It’s no secret that eating fish a few times a week is good for your heart. But now North Carolina State University professor of aquatic medicine Ed Noga says tiny proteins he and his graduate student Uma Silphaduang discovered in the gills of a particular fish may lead to a new family of antibiotics.
In search for a better understanding of how hybrid striped bass protect themselves against a slew of diseases in the ocean, the two researchers uncovered and isolated peptide antibiotics produced in the fish’s mast cells, a common immune cell found in all vertebrates. Noga dubbed the antibiotics “piscidins,” stemming from the Latin word for fish, pisces, and launched a startup late last year called Norcarex Bio Corp. with Dr. Oskar Zaborksy to refine the compound and explore its commercial potential for human and veterinary applications. NC State has applied for two patents related to the piscidins and is negotiating an exclusive licensing agreement with Norcarex.
“This is the first time a peptide antibiotic, which is a compound know to have direct toxicity to a pathogen, has been identified and isolated from the mast cells of any animal,” says Noga, who also acts as chief scientific advisor to Norcarex Bio, “which suggests that if fish mast cells have antibiotics of some kind, then maybe it’s true for other vertebrates as well.”
If that’s true, there are some significant implications for humans and how these antibiotics might play a role in combating a number of infectious diseases. Unlike regular antibiotics that target a specific receptor or enzyme, peptide antibiotics can launch a broad attack on a spectrum of organisms such as bacteria, fungi, protozoa, and in some cases even tumor cells and viruses. Their mode of attack makes it difficult for a bacterium to develop resistance, since it would require a major change in its genetic makeup. The growing resistance of diseases to antibiotics is becoming a widespread problem as microbes rearrange their genomes to combat the next generation of anti-microbials.

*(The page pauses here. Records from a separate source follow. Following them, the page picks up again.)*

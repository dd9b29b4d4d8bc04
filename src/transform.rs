//! Image placement
//!
//! State and geometry for stretching a loaded image into a rect of the
//! canvas. The placement is two-tier: an applied rect is the last
//! confirmed position, a tentative rect shadows it while a handle or
//! move drag is in flight. Rendering reads the tentative rect when one
//! exists; releasing the pointer promotes it, cancelling simply drops
//! it.

use crate::buffer::PixelBuffer;
use crate::point::{Point, RoundMode, Size};
use crate::rect::{Anchor, Rect};

/// Side of the square boxes drawn on the resize anchors, in pixels
pub const EDGE_LENGTH: f64 = 8.0;

/// Rect that fits `image` into `canvas` preserving aspect ratio,
/// centered. The origin is rounded to the grid, the size is left
/// fractional.
pub fn center_rect(image: Size, canvas: Size) -> Rect {
    let (iw, ih) = (image.width, image.height);
    let (cw, ch) = (canvas.width, canvas.height);
    let (w, h) = if cw / ch > iw / ih {
        (iw / ih * ch, ch)
    } else {
        (cw, ih / iw * cw)
    };
    Rect::new(
        Point::new((cw - w) / 2.0, (ch - h) / 2.0).round(RoundMode::Round),
        Size::new(w, h),
    )
}

/// Rect after dragging `handle` by `offset`.
///
/// `offset` is drag start minus current pointer, on a standardized
/// rect; each handle moves only its own edges, the opposite edges stay
/// fixed. The result may have a negative span when the drag crosses
/// the far edge.
pub fn resize_by_handle(handle: Anchor, offset: Size, rect: Rect) -> Rect {
    let o = rect.origin;
    let s = rect.size;
    let Size { width: ow, height: oh } = offset;
    match handle {
        Anchor::Right => Rect::new(o, Size::new(s.width - ow, s.height)),
        Anchor::Down => Rect::new(o, Size::new(s.width, s.height - oh)),
        Anchor::Up => Rect::new(o.add_xy(0.0, -oh), Size::new(s.width, s.height + oh)),
        Anchor::Left => Rect::new(o.add_xy(-ow, 0.0), Size::new(s.width + ow, s.height)),
        Anchor::RightDown => Rect::new(o, Size::new(s.width - ow, s.height - oh)),
        Anchor::LeftDown => Rect::new(o.add_xy(-ow, 0.0), Size::new(s.width + ow, s.height - oh)),
        Anchor::RightUp => Rect::new(o.add_xy(0.0, -oh), Size::new(s.width - ow, s.height + oh)),
        Anchor::LeftUp => {
            Rect::new(o.add_xy(-ow, -oh), Size::new(s.width + ow, s.height + oh))
        }
        Anchor::Center => rect,
    }
}

/// Rect after dragging its whole body by `offset` (drag start minus
/// current pointer)
pub fn move_whole(offset: Size, rect: Rect) -> Rect {
    Rect::new(rect.origin - offset, rect.size)
}

/// Placement state of a loaded image
#[derive(Debug, Default, Clone)]
pub struct ImageState {
    image: Option<PixelBuffer>,
    applied: Option<Rect>,
    tentative: Option<Rect>,
}

impl ImageState {
    pub fn new() -> Self {
        Default::default()
    }
    pub fn has_image(&self) -> bool {
        self.image.is_some()
    }
    pub fn image(&self) -> Option<&PixelBuffer> {
        self.image.as_ref()
    }
    /// Install an image, placed aspect-fit centered in a canvas of
    /// `canvas` size; any tentative rect from a previous image is
    /// dropped
    pub fn set_image(&mut self, image: PixelBuffer, canvas: Size) {
        self.applied = Some(center_rect(image.size(), canvas));
        self.tentative = None;
        self.image = Some(image);
    }
    pub fn applied_rect(&self) -> Option<Rect> {
        self.applied
    }
    pub fn tentative_rect(&self) -> Option<Rect> {
        self.tentative
    }
    /// Stage a rect. While `working` it lands in the tentative slot;
    /// once idle it replaces the applied rect directly.
    pub fn set_image_rect(&mut self, rect: Rect, working: bool) {
        if working {
            self.tentative = Some(rect);
        } else {
            self.applied = Some(rect);
        }
    }
    /// Promote the tentative rect to applied. Without a tentative rect
    /// the applied one is left untouched.
    pub fn apply_image_rect(&mut self) {
        if let Some(r) = self.tentative.take() {
            self.applied = Some(r);
        }
    }
    /// The rect rendering should use: the tentative one while working
    /// when present, otherwise the applied one
    pub fn working_rect(&self, working: bool) -> Option<Rect> {
        if working {
            self.tentative.or(self.applied)
        } else {
            self.applied
        }
    }
    /// Drop the image and both rects
    pub fn reset(&mut self) {
        self.image = None;
        self.applied = None;
        self.tentative = None;
    }
    /// Draw the image stretched into the current working rect.
    /// Without an image or a rect the buffer passes through unchanged.
    pub fn render(&self, mut buf: PixelBuffer, working: bool) -> PixelBuffer {
        if let (Some(image), Some(rect)) = (self.image.as_ref(), self.working_rect(working)) {
            buf.blit_stretched(image, rect);
        }
        buf
    }
    /// Invert the border of the working rect and draw the eight
    /// anchor boxes, each an [`EDGE_LENGTH`] square outline centered
    /// on its anchor
    pub fn draw_stretched_border(&self, buf: &mut PixelBuffer, working: bool) {
        let rect = match self.working_rect(working) {
            Some(r) => r,
            None => return,
        };
        buf.invert_rect_border(rect);
        for &anchor in Anchor::handles().iter() {
            let center = rect.anchor(anchor);
            let corner = center.add_xy(-EDGE_LENGTH / 2.0, -EDGE_LENGTH / 2.0);
            buf.invert_rect_border(Rect::new(corner, Size::new(EDGE_LENGTH, EDGE_LENGTH)));
        }
    }
}
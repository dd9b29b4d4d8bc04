//! Algorithm state machine
//!
//! An [`Algorithm`] is one drawing operation plus a working flag. The
//! operation carries its own inputs (vertices, a fill seed, or an
//! image placement); [`Algorithm::update_image_data`] renders those
//! inputs onto a buffer without consuming them, so a preview can be
//! produced any number of times from the same state.

use crate::buffer::PixelBuffer;
use crate::color::Color;
use crate::fill::{eight_neighbor_fill, four_neighbor_fill, scan_line_fill};
use crate::point::{Point, RoundMode, Size};
use crate::raster::{bresenham_line, dda_line};
use crate::rect::Rect;
use crate::transform::ImageState;
use log::debug;

/// Selectable drawing operations
#[derive(Debug, Copy, Clone, PartialEq, Eq)]
pub enum AlgorithmKind {
    Dda,
    Bresenham,
    FourNeighborFill,
    EightNeighborFill,
    ScanLineFill,
    ImageTransform,
}

/// Whether an interaction is in flight
#[derive(Debug, Copy, Clone, PartialEq, Eq)]
pub enum WorkState {
    Idle,
    Working,
}

impl WorkState {
    pub fn is_working(self) -> bool {
        self == WorkState::Working
    }
}

/// Operations that stroke edges expose a border color
pub trait HasBorderColor {
    fn border_color(&self) -> Color;
    fn set_border_color(&mut self, color: Color);
}

/// Operations that flood an area expose a fill color
pub trait HasFillColor {
    fn fill_color(&self) -> Color;
    fn set_fill_color(&mut self, color: Color);
}

/// Vertex list for the line-based operations
#[derive(Debug, Clone)]
pub struct PolygonState {
    pub points: Vec<Point>,
    pub border_color: Color,
    /// Rounding used by the DDA walk; Bresenham ignores it
    pub round_mode: RoundMode,
}

impl Default for PolygonState {
    fn default() -> Self {
        PolygonState {
            points: Vec::new(),
            border_color: Color::black(),
            round_mode: RoundMode::Ceil,
        }
    }
}

impl HasBorderColor for PolygonState {
    fn border_color(&self) -> Color {
        self.border_color
    }
    fn set_border_color(&mut self, color: Color) {
        self.border_color = color;
    }
}

impl PolygonState {
    /// Stroke consecutive edges; when idle the polygon is closed with
    /// an edge back to the first vertex. A single committed vertex
    /// degenerates to one painted pixel.
    fn render<F>(&self, mut buf: PixelBuffer, working: bool, line: F) -> PixelBuffer
    where
        F: Fn(Point, Point) -> Vec<Point>,
    {
        if self.points.is_empty() {
            return buf;
        }
        let mut points = self.points.clone();
        if !working {
            points.push(points[0]);
        }
        for pair in points.windows(2) {
            let segment = line(pair[0], pair[1]);
            buf.set_pixels(&segment, self.border_color);
        }
        buf
    }
}

/// Seed and colors for the flood fills
#[derive(Debug, Clone)]
pub struct FillState {
    pub seed: Option<Point>,
    pub border_color: Color,
    pub fill_color: Color,
}

impl Default for FillState {
    fn default() -> Self {
        FillState { seed: None, border_color: Color::black(), fill_color: Color::black() }
    }
}

impl HasBorderColor for FillState {
    fn border_color(&self) -> Color {
        self.border_color
    }
    fn set_border_color(&mut self, color: Color) {
        self.border_color = color;
    }
}

impl HasFillColor for FillState {
    fn fill_color(&self) -> Color {
        self.fill_color
    }
    fn set_fill_color(&mut self, color: Color) {
        self.fill_color = color;
    }
}

impl FillState {
    /// Run a fill from the seed; without a seed the buffer passes
    /// through unchanged
    fn render<F>(&self, mut buf: PixelBuffer, fill: F) -> PixelBuffer
    where
        F: Fn(&mut PixelBuffer, Point, Color, Color),
    {
        if let Some(seed) = self.seed {
            fill(&mut buf, seed, self.border_color, self.fill_color);
        }
        buf
    }
}

/// One drawing operation with its inputs
#[derive(Debug, Clone)]
pub enum Operation {
    Dda(PolygonState),
    Bresenham(PolygonState),
    FourNeighborFill(FillState),
    EightNeighborFill(FillState),
    ScanLineFill(FillState),
    ImageTransform(ImageState),
}

/// A drawing operation plus its lifecycle flag
#[derive(Debug, Clone)]
pub struct Algorithm {
    work: WorkState,
    op: Operation,
}

impl Default for Algorithm {
    fn default() -> Self {
        Algorithm::new(AlgorithmKind::Dda)
    }
}

impl Algorithm {
    pub fn new(kind: AlgorithmKind) -> Self {
        let op = match kind {
            AlgorithmKind::Dda => Operation::Dda(PolygonState::default()),
            AlgorithmKind::Bresenham => Operation::Bresenham(PolygonState::default()),
            AlgorithmKind::FourNeighborFill => Operation::FourNeighborFill(FillState::default()),
            AlgorithmKind::EightNeighborFill => Operation::EightNeighborFill(FillState::default()),
            AlgorithmKind::ScanLineFill => Operation::ScanLineFill(FillState::default()),
            AlgorithmKind::ImageTransform => Operation::ImageTransform(ImageState::new()),
        };
        Algorithm { work: WorkState::Idle, op }
    }
    pub fn kind(&self) -> AlgorithmKind {
        match self.op {
            Operation::Dda(_) => AlgorithmKind::Dda,
            Operation::Bresenham(_) => AlgorithmKind::Bresenham,
            Operation::FourNeighborFill(_) => AlgorithmKind::FourNeighborFill,
            Operation::EightNeighborFill(_) => AlgorithmKind::EightNeighborFill,
            Operation::ScanLineFill(_) => AlgorithmKind::ScanLineFill,
            Operation::ImageTransform(_) => AlgorithmKind::ImageTransform,
        }
    }
    pub fn operation(&self) -> &Operation {
        &self.op
    }
    pub fn work_state(&self) -> WorkState {
        self.work
    }
    pub fn working(&self) -> bool {
        self.work.is_working()
    }
    /// Enter the working state; returns the new state
    pub fn start_work(&mut self) -> WorkState {
        debug!("{:?}: start work", self.kind());
        self.work = WorkState::Working;
        self.work
    }
    /// Leave the working state; returns the new state
    pub fn stop_work(&mut self) -> WorkState {
        debug!("{:?}: stop work", self.kind());
        self.work = WorkState::Idle;
        self.work
    }
    /// Clear the operation's inputs and go idle. Colors are
    /// configuration and survive; vertices, seed, and image do not.
    pub fn reset(&mut self) -> WorkState {
        debug!("{:?}: reset", self.kind());
        match &mut self.op {
            Operation::Dda(st) | Operation::Bresenham(st) => st.points.clear(),
            Operation::FourNeighborFill(st)
            | Operation::EightNeighborFill(st)
            | Operation::ScanLineFill(st) => st.seed = None,
            Operation::ImageTransform(st) => st.reset(),
        }
        self.work = WorkState::Idle;
        self.work
    }
    /// Render the operation's current inputs onto `buf` and return it.
    ///
    /// The state is read, never written: rendering twice from the same
    /// state produces identical buffers.
    pub fn update_image_data(&self, buf: PixelBuffer) -> PixelBuffer {
        match &self.op {
            Operation::Dda(st) => {
                st.render(buf, self.working(), |a, b| dda_line(a, b, st.round_mode))
            }
            Operation::Bresenham(st) => st.render(buf, self.working(), bresenham_line),
            Operation::FourNeighborFill(st) => st.render(buf, four_neighbor_fill),
            Operation::EightNeighborFill(st) => st.render(buf, eight_neighbor_fill),
            Operation::ScanLineFill(st) => st.render(buf, scan_line_fill),
            Operation::ImageTransform(st) => st.render(buf, self.working()),
        }
    }
    /// Append a vertex. Ignored by non-polygon operations.
    pub fn add_point(&mut self, p: Point) {
        match &mut self.op {
            Operation::Dda(st) | Operation::Bresenham(st) => st.points.push(p),
            _ => {}
        }
    }
    /// Remove and return the last vertex. Ignored by non-polygon
    /// operations.
    pub fn pop_point(&mut self) -> Option<Point> {
        match &mut self.op {
            Operation::Dda(st) | Operation::Bresenham(st) => st.points.pop(),
            _ => None,
        }
    }
    pub fn points(&self) -> &[Point] {
        match &self.op {
            Operation::Dda(st) | Operation::Bresenham(st) => &st.points,
            _ => &[],
        }
    }
    /// Place the fill seed. Ignored by non-fill operations.
    pub fn set_seed(&mut self, p: Point) {
        match &mut self.op {
            Operation::FourNeighborFill(st)
            | Operation::EightNeighborFill(st)
            | Operation::ScanLineFill(st) => st.seed = Some(p),
            _ => {}
        }
    }
    pub fn seed(&self) -> Option<Point> {
        match &self.op {
            Operation::FourNeighborFill(st)
            | Operation::EightNeighborFill(st)
            | Operation::ScanLineFill(st) => st.seed,
            _ => None,
        }
    }
    pub fn border_color(&self) -> Option<Color> {
        match &self.op {
            Operation::Dda(st) | Operation::Bresenham(st) => Some(st.border_color()),
            Operation::FourNeighborFill(st)
            | Operation::EightNeighborFill(st)
            | Operation::ScanLineFill(st) => Some(st.border_color()),
            Operation::ImageTransform(_) => None,
        }
    }
    pub fn set_border_color(&mut self, color: Color) {
        match &mut self.op {
            Operation::Dda(st) | Operation::Bresenham(st) => st.set_border_color(color),
            Operation::FourNeighborFill(st)
            | Operation::EightNeighborFill(st)
            | Operation::ScanLineFill(st) => st.set_border_color(color),
            Operation::ImageTransform(_) => {}
        }
    }
    pub fn fill_color(&self) -> Option<Color> {
        match &self.op {
            Operation::FourNeighborFill(st)
            | Operation::EightNeighborFill(st)
            | Operation::ScanLineFill(st) => Some(st.fill_color()),
            _ => None,
        }
    }
    pub fn set_fill_color(&mut self, color: Color) {
        match &mut self.op {
            Operation::FourNeighborFill(st)
            | Operation::EightNeighborFill(st)
            | Operation::ScanLineFill(st) => st.set_fill_color(color),
            _ => {}
        }
    }
    /// Rounding mode used by the DDA walk. Ignored elsewhere.
    pub fn set_round_mode(&mut self, mode: RoundMode) {
        match &mut self.op {
            Operation::Dda(st) | Operation::Bresenham(st) => st.round_mode = mode,
            _ => {}
        }
    }
    /// Install an image, aspect-fit centered on a canvas of `canvas`
    /// size. Ignored by non-image operations.
    pub fn set_image(&mut self, image: PixelBuffer, canvas: Size) {
        if let Operation::ImageTransform(st) = &mut self.op {
            st.set_image(image, canvas);
        }
    }
    /// Stage a placement rect; lands in the tentative slot while
    /// working, in the applied one when idle. Ignored by non-image
    /// operations.
    pub fn set_image_rect(&mut self, rect: Rect) {
        let working = self.working();
        if let Operation::ImageTransform(st) = &mut self.op {
            st.set_image_rect(rect, working);
        }
    }
    /// Promote the tentative placement rect, if any
    pub fn apply_image_rect(&mut self) {
        if let Operation::ImageTransform(st) = &mut self.op {
            st.apply_image_rect();
        }
    }
    pub fn image_state(&self) -> Option<&ImageState> {
        match &self.op {
            Operation::ImageTransform(st) => Some(st),
            _ => None,
        }
    }
    /// Draw the working rect border and anchor boxes onto `buf`.
    /// Ignored by non-image operations.
    pub fn draw_stretched_border(&self, buf: &mut PixelBuffer) {
        if let Operation::ImageTransform(st) = &self.op {
            st.draw_stretched_border(buf, self.working());
        }
    }
}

“They’re really a multi-warhead sort of a defensive chemical in fighting infections,” says Noga. “We have evidence that the piscidins will kill many types of bacteria, including both human and fish pathogens as well as multi-antibiotic resistance isolates.”
Template for new antibiotics?
Norcarex Bio’s most immediate pursuit is the potential use of piscidins as a template for new types of antibiotics. Antibiotics are the third largest pharmaceutical market sector, with worldwide sales of antibiotics totaling $24.7 billion in 1999, including $8.5 billion in the United States. One of the advantages of peptide antibiotics, not just piscidins, says Noga, is that there’s no strong evidence that microbes can develop an acquired resistance to them. But since the compounds don’t have specific targets, there may potentially be more problems with toxicity.
To allay toxicity concerns, Norcarex is initially focused on using the piscidins for a topical agent, such as a cream, to fight external infections in animals and humans, says Zaborsky, co-founder and president of Norcarex Bio. “That’s not to say that there may not be applications for these types of antibiotics for systemic treatments.”
The molecule exhibits interesting features conducive to drug development, adds Zaborsky, who previously served as a program director for the National Science Foundation and director of the board on biology for the National Academy of Sciences. “The bioactivity of the molecule remains even in high salt concentration, so they will not be inactivated as much as other potential compounds. Secondly, the piscidins have good hemolytic properties, so they won’t disrupt red blood cells. With some modifications, we’ll arrive at better molecules.”
“Another important feature is that these compounds are simple in structure … and therefore relatively easy to manufacture,” says Noga.
In search of funding
The two researchers are now on the hunt for seed funding in the ballpark of $500,000, which will enable them to set up an independent laboratory and optimize the efficacy of the natural piscidins, the company’s main lead candidates, by increasing bioactivity and decreasing toxicity. Once key factors of efficacy are demonstrated, Norcarex will be ready for another round of financing, this time in the range of $2 million to $5 million.
But Norcarex doesn’t plan to develop any pharmaceuticals in-house. It’s primarily a research and technology development company that plans to offer novel solutions and compounds to pharmaceutical and healthcare firms. A line of novel peptide antibiotics including piscidins and other peptides from aquatic animals is only one part of Norcarex’s technology portfolio. The success of Noga’s laboratory in isolating and purifying new antibiotics from fish and other aquatic animals provides drug discovery technology to other pharmaceutical companies looking to isolate novel compounds for clinical development. Norcarex will also explore peptide antibiotics within the mast cells of mammals and other organisms, possibly leading to application of these compounds to other diseases.
“Big pharma will be able to push these concepts along much more quickly,” says Noga. “We don’t want to reinvent the wheel.”